▶ **TASK ITEM**: Provide the count of lines below that include the word "guard", without any accompanying remarks.
*** Opening of DATA PROVIDED ***
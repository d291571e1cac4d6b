//! Logging configuration and initialization
//!
//! Centralized tracing bootstrap for DCP components. Components never print
//! directly; they emit structured `tracing` events and this module decides
//! where those events land (console, daily-rolling file, or both) and in
//! which format (text or JSON).
//!
//! Configuration comes from the environment:
//!
//! - `DCP_LOG_LEVEL`: trace | debug | info | warn | error
//! - `DCP_LOG_OUTPUT`: console | file | both
//! - `DCP_LOG_FORMAT`: text | json
//! - `DCP_LOG_DIR` / `DCP_LOG_FILE_PREFIX`: file sink location
//! - `DCP_LOG_FILTER`: extra per-target directives, e.g. `sqlx=warn`

use anyhow::{Context, Result};
use serde::{Deserialize, Serialize};
use std::path::PathBuf;
use tracing::Level;
use tracing_subscriber::{
    fmt, layer::SubscriberExt, util::SubscriberInitExt, EnvFilter, Layer,
};

/// Minimum level of events to record.
#[derive(Debug, Clone, Copy, PartialEq, Eq, Serialize, Deserialize, Default)]
#[serde(rename_all = "lowercase")]
pub enum LogLevel {
    Trace,
    Debug,
    #[default]
    Info,
    Warn,
    Error,
}

impl LogLevel {
    pub fn to_tracing_level(self) -> Level {
        match self {
            LogLevel::Trace => Level::TRACE,
            LogLevel::Debug => Level::DEBUG,
            LogLevel::Info => Level::INFO,
            LogLevel::Warn => Level::WARN,
            LogLevel::Error => Level::ERROR,
        }
    }
}

impl std::str::FromStr for LogLevel {
    type Err = anyhow::Error;

    fn from_str(s: &str) -> std::result::Result<Self, Self::Err> {
        match s.to_lowercase().as_str() {
            "trace" => Ok(LogLevel::Trace),
            "debug" => Ok(LogLevel::Debug),
            "info" => Ok(LogLevel::Info),
            "warn" | "warning" => Ok(LogLevel::Warn),
            "error" => Ok(LogLevel::Error),
            other => Err(anyhow::anyhow!("Invalid log level: {}", other)),
        }
    }
}

/// Where log output is written.
#[derive(Debug, Clone, Copy, PartialEq, Eq, Serialize, Deserialize, Default)]
#[serde(rename_all = "lowercase")]
pub enum LogOutput {
    #[default]
    Console,
    File,
    Both,
}

impl std::str::FromStr for LogOutput {
    type Err = anyhow::Error;

    fn from_str(s: &str) -> std::result::Result<Self, Self::Err> {
        match s.to_lowercase().as_str() {
            "console" | "stdout" => Ok(LogOutput::Console),
            "file" => Ok(LogOutput::File),
            "both" | "all" => Ok(LogOutput::Both),
            other => Err(anyhow::anyhow!("Invalid log output: {}", other)),
        }
    }
}

/// Event encoding.
#[derive(Debug, Clone, Copy, PartialEq, Eq, Serialize, Deserialize, Default)]
#[serde(rename_all = "lowercase")]
pub enum LogFormat {
    #[default]
    Text,
    Json,
}

impl std::str::FromStr for LogFormat {
    type Err = anyhow::Error;

    fn from_str(s: &str) -> std::result::Result<Self, Self::Err> {
        match s.to_lowercase().as_str() {
            "text" | "pretty" => Ok(LogFormat::Text),
            "json" => Ok(LogFormat::Json),
            other => Err(anyhow::anyhow!("Invalid log format: {}", other)),
        }
    }
}

/// Logging configuration.
#[derive(Debug, Clone, Serialize, Deserialize)]
pub struct LogConfig {
    pub level: LogLevel,
    pub output: LogOutput,
    pub format: LogFormat,
    /// Directory for log files; only used when `output` includes a file sink.
    pub log_dir: PathBuf,
    /// Prefix for the daily-rotated log file name.
    pub log_file_prefix: String,
    /// Extra filter directives, e.g. `"sqlx=warn,dcp_ingest=debug"`.
    pub filter_directives: Option<String>,
}

impl Default for LogConfig {
    fn default() -> Self {
        Self {
            level: LogLevel::Info,
            output: LogOutput::Console,
            format: LogFormat::Text,
            log_dir: PathBuf::from("./logs"),
            log_file_prefix: "dcp".to_string(),
            filter_directives: None,
        }
    }
}

impl LogConfig {
    /// Load configuration from `DCP_LOG_*` environment variables, falling
    /// back to defaults for anything unset.
    pub fn from_env() -> Result<Self> {
        let mut config = Self::default();

        if let Ok(level) = std::env::var("DCP_LOG_LEVEL") {
            config.level = level.parse()?;
        }
        if let Ok(output) = std::env::var("DCP_LOG_OUTPUT") {
            config.output = output.parse()?;
        }
        if let Ok(format) = std::env::var("DCP_LOG_FORMAT") {
            config.format = format.parse()?;
        }
        if let Ok(dir) = std::env::var("DCP_LOG_DIR") {
            config.log_dir = PathBuf::from(dir);
        }
        if let Ok(prefix) = std::env::var("DCP_LOG_FILE_PREFIX") {
            config.log_file_prefix = prefix;
        }
        if let Ok(filter) = std::env::var("DCP_LOG_FILTER") {
            config.filter_directives = Some(filter);
        }

        Ok(config)
    }
}

/// Initialize the global tracing subscriber.
///
/// Call once at process startup, before any events are emitted.
pub fn init_logging(config: &LogConfig) -> Result<()> {
    let mut filter =
        EnvFilter::from_default_env().add_directive(config.level.to_tracing_level().into());
    if let Some(ref directives) = config.filter_directives {
        for directive in directives.split(',') {
            filter = filter.add_directive(
                directive
                    .trim()
                    .parse()
                    .context("Failed to parse log filter directive")?,
            );
        }
    }

    let console_layer = match config.output {
        LogOutput::Console | LogOutput::Both => {
            let layer = fmt::layer().with_writer(std::io::stdout);
            Some(match config.format {
                LogFormat::Text => layer.boxed(),
                LogFormat::Json => layer.json().boxed(),
            })
        },
        LogOutput::File => None,
    };

    let file_layer = match config.output {
        LogOutput::File | LogOutput::Both => {
            std::fs::create_dir_all(&config.log_dir)
                .context("Failed to create log directory")?;
            let appender =
                tracing_appender::rolling::daily(&config.log_dir, &config.log_file_prefix);
            let (writer, guard) = tracing_appender::non_blocking(appender);
            // The guard flushes the writer on drop; keep it alive for the
            // process lifetime.
            std::mem::forget(guard);
            let layer = fmt::layer().with_writer(writer).with_ansi(false);
            Some(match config.format {
                LogFormat::Text => layer.boxed(),
                LogFormat::Json => layer.json().boxed(),
            })
        },
        LogOutput::Console => None,
    };

    tracing_subscriber::registry()
        .with(filter)
        .with(console_layer)
        .with(file_layer)
        .try_init()?;

    Ok(())
}

#[cfg(test)]
mod tests {
    use super::*;

    #[test]
    fn test_log_level_from_str() {
        assert_eq!("trace".parse::<LogLevel>().unwrap(), LogLevel::Trace);
        assert_eq!("WARNING".parse::<LogLevel>().unwrap(), LogLevel::Warn);
        assert!("verbose".parse::<LogLevel>().is_err());
    }

    #[test]
    fn test_log_output_from_str() {
        assert_eq!("stdout".parse::<LogOutput>().unwrap(), LogOutput::Console);
        assert_eq!("both".parse::<LogOutput>().unwrap(), LogOutput::Both);
        assert!("syslog".parse::<LogOutput>().is_err());
    }

    #[test]
    fn test_default_config() {
        let config = LogConfig::default();
        assert_eq!(config.level, LogLevel::Info);
        assert_eq!(config.output, LogOutput::Console);
        assert_eq!(config.format, LogFormat::Text);
        assert_eq!(config.log_file_prefix, "dcp");
    }
}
*** Close of DATA PROVIDED ***
▶ **RESPONSE TO THE EXERCISE**: 3